Montreal Canadiens general manager Marc Bergevin may have won the battle, but the war is still to be decided, following his acquisition of Christian Dvorak from the Arizona Coyotes.
Dvorak was of course acquired after the Canadiens opted not to match the Carolina Hurricanes’ offer sheet to which they signed forward Jesperi Kotkaniemi. The decision to forego paying Kotkaniemi over $6.1 million next season probably makes the most sense right now for Bergevin. Truth be told, so does acquiring Dvorak, who fills an open slot down the middle, with Kotkaniemi now gone, as well as Phillip Danault. The long-term ramifications are the problem.
Bergevin Gets His Second-Line Center
In Dvorak, the Canadiens are getting an undeniably established second-line center. At 25 years of age, Dvorak just scored 17 goals and 31 points in 56 games, which would put him on pace for ~25 goals and 46 points over a full season. Both would be career highs for a player who is arguably in his prime production years.
Considering Kotkaniemi just scored five goals and 15 assists last season, the Canadiens undeniably upgraded on offense with Dvorak, even assuming Kotkaniemi was poised to take a leap forward this coming season with legitimate top-six deployment. It’s entirely possible Dvorak will find himself in Danault’s old spot, beside Brendan Gallagher, which Kotkaniemi had generally been projected to fill had he been re-signed.
Dvorak also compares favorably to Danault from an offensive perspective, additionally never losing more face-offs than he’s won, aside from in his 2016-17 rookie season (notably winning over 55% from 2018-20). However, on the defensive side, the Canadiens are clearly going to still miss Danault, as a top 10 finalist in Frank J. Selke Trophy voting in each of the last three seasons. That was always going to be case, even with Kotkaniemi, though.
Bergevin Overpays for Dvorak
All things taken into consideration then, Bergevin could have done much worse, turning around and getting Dvorak to replace Kotkaniemi. That having been said, negotiating from a clear-cut position of weakness, Bergevin overpaid.

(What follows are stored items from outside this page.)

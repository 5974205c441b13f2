//! Platform card factory and hardware corrections

use isotap_apdu::{Bytes, IsoCard, TransportError};

/// Timeout applied to a freshly connected card, in milliseconds
pub const DEFAULT_TIMEOUT_MS: u32 = 15_000;

/// Known-safe single-frame ceiling for a device family that reports a
/// larger maximum than its NFC controller can actually move
const MAX_FRAME_CEILING: usize = 253;

/// Factory producing card handles from raw device references
///
/// Implemented once per host platform next to the matching
/// [`ProximityAdapter`](crate::ProximityAdapter).
pub trait CardSource<D> {
    /// The handle type this source produces
    type Card: IsoCard + Send + 'static;

    /// Obtain a card handle for a freshly discovered device
    fn obtain(&self, device: &D) -> Result<Self::Card, TransportError>;
}

/// Card handle wrapper applying hardware quirk corrections
///
/// Clamps the reported maximum transceive length to a known-safe
/// ceiling and applies a generous default timeout on every connect.
/// Everything else delegates to the wrapped handle.
#[derive(Debug)]
pub struct QuirkedCard<C: IsoCard> {
    inner: C,
}

impl<C: IsoCard> QuirkedCard<C> {
    /// Wrap a platform card handle
    pub const fn new(inner: C) -> Self {
        Self { inner }
    }

    /// Unwrap the underlying handle
    pub fn into_inner(self) -> C {
        self.inner
    }
}

impl<C: IsoCard> IsoCard for QuirkedCard<C> {
    fn connect(&mut self) -> Result<(), TransportError> {
        self.inner.connect()?;
        self.inner.set_timeout(DEFAULT_TIMEOUT_MS);
        Ok(())
    }

    fn close(&mut self) -> Result<(), TransportError> {
        self.inner.close()
    }

    fn is_connected(&self) -> bool {
        self.inner.is_connected()
    }

    fn timeout(&self) -> u32 {
        self.inner.timeout()
    }

    fn set_timeout(&mut self, timeout_ms: u32) {
        self.inner.set_timeout(timeout_ms);
    }

    fn max_transceive_length(&self) -> Result<usize, TransportError> {
        Ok(self.inner.max_transceive_length()?.min(MAX_FRAME_CEILING))
    }

    fn transceive(&mut self, command: &[u8]) -> Result<Bytes, TransportError> {
        self.inner.transceive(command)
    }
}
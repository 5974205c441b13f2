//! Delivery execution contexts
//!
//! The dispatcher never inspects thread identity at runtime to decide
//! where a listener runs; it is handed a [`DispatchExecutor`] capability
//! instead. Hosts with a UI loop wrap it in this trait; everyone else
//! can use [`InlineExecutor`] or let the dispatcher own a
//! [`ThreadExecutor`].

use std::fmt;
use std::thread::{self, JoinHandle, ThreadId};

use crossbeam_channel::{Sender, unbounded};

/// A unit of deferred work
pub type Task = Box<dyn FnOnce() + Send + 'static>;

/// An execution context tasks can be scheduled onto
pub trait DispatchExecutor: Send + Sync {
    /// Schedule a task onto this context
    fn dispatch(&self, task: Task);

    /// Whether the calling thread already is this context
    ///
    /// When true, a caller may run work in place instead of scheduling
    /// it.
    fn is_current(&self) -> bool;
}

/// Executor that runs every task immediately on the calling thread
///
/// Reports itself as always current, so delivery through it is fully
/// synchronous. The default primary context for hosts without a UI
/// loop.
#[derive(Debug, Clone, Copy, Default)]
pub struct InlineExecutor;

impl DispatchExecutor for InlineExecutor {
    fn dispatch(&self, task: Task) {
        task()
    }

    fn is_current(&self) -> bool {
        true
    }
}

/// Executor backed by one dedicated worker thread
///
/// Tasks are queued over a channel and run in submission order, which
/// gives callers a serial delivery guarantee. Dropping the executor
/// drains the queue and joins the worker.
pub struct ThreadExecutor {
    sender: Option<Sender<Task>>,
    worker: Option<JoinHandle<()>>,
    worker_id: ThreadId,
}

impl ThreadExecutor {
    /// Spawn the worker thread
    pub fn new() -> Self {
        let (sender, receiver) = unbounded::<Task>();
        let worker = thread::spawn(move || {
            while let Ok(task) = receiver.recv() {
                task();
            }
        });
        let worker_id = worker.thread().id();
        Self {
            sender: Some(sender),
            worker: Some(worker),
            worker_id,
        }
    }
}

impl Default for ThreadExecutor {
    fn default() -> Self {
        Self::new()
    }
}

impl DispatchExecutor for ThreadExecutor {
    fn dispatch(&self, task: Task) {
        if let Some(sender) = &self.sender {
            // Fails only after shutdown, when dropping the task is the
            // right outcome anyway.
            let _ = sender.send(task);
        }
    }

    fn is_current(&self) -> bool {
        thread::current().id() == self.worker_id
    }
}

impl fmt::Debug for ThreadExecutor {
    fn fmt(&self, f: &mut fmt::Formatter<'_>) -> fmt::Result {
        f.debug_struct("ThreadExecutor")
            .field("worker_id", &self.worker_id)
            .finish_non_exhaustive()
    }
}

impl Drop for ThreadExecutor {
    fn drop(&mut self) {
        drop(self.sender.take());
        if let Some(worker) = self.worker.take() {
            let _ = worker.join();
        }
    }
}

True, the first-round and second-round picks he gave the Coyotes are the kind of compensation one might expect to acquire a player of Dvorak’s caliber at a trade deadline, especially since he’s under contract until 2025 (at a cost-effective $4.45 million cap hit). However, that’s the kind of move a clear-cut contender would make.
The Canadiens may be better on paper than they were prior to the offer sheet being signed. However, they aren’t as good as the team that reached the Stanley Cup Final… after having just barely earned a playoff spot by the skin of their teeth. As a result, the Canadiens making the playoffs is far from certain, even with the short-term upgrade at center Dvorak provides over Kotkaniemi.
The emphasis should be on “short-term” for the simple reason that Dvorak is unlikely to develop into anything more than he has at this point, and there’s nothing wrong with that in a vacuum. However, when you’re using him to replace a 21-year-old former third-overall pick, it’s an issue. It’s even hard to consider this a trade, for the simple reason the Canadiens gave up more than they got as compensation for Kotkaniemi (2022 first and third-round picks). The 2022 first-round pick going to the Coyotes will be the higher of the two between the Hurricanes’ and the Canadiens’.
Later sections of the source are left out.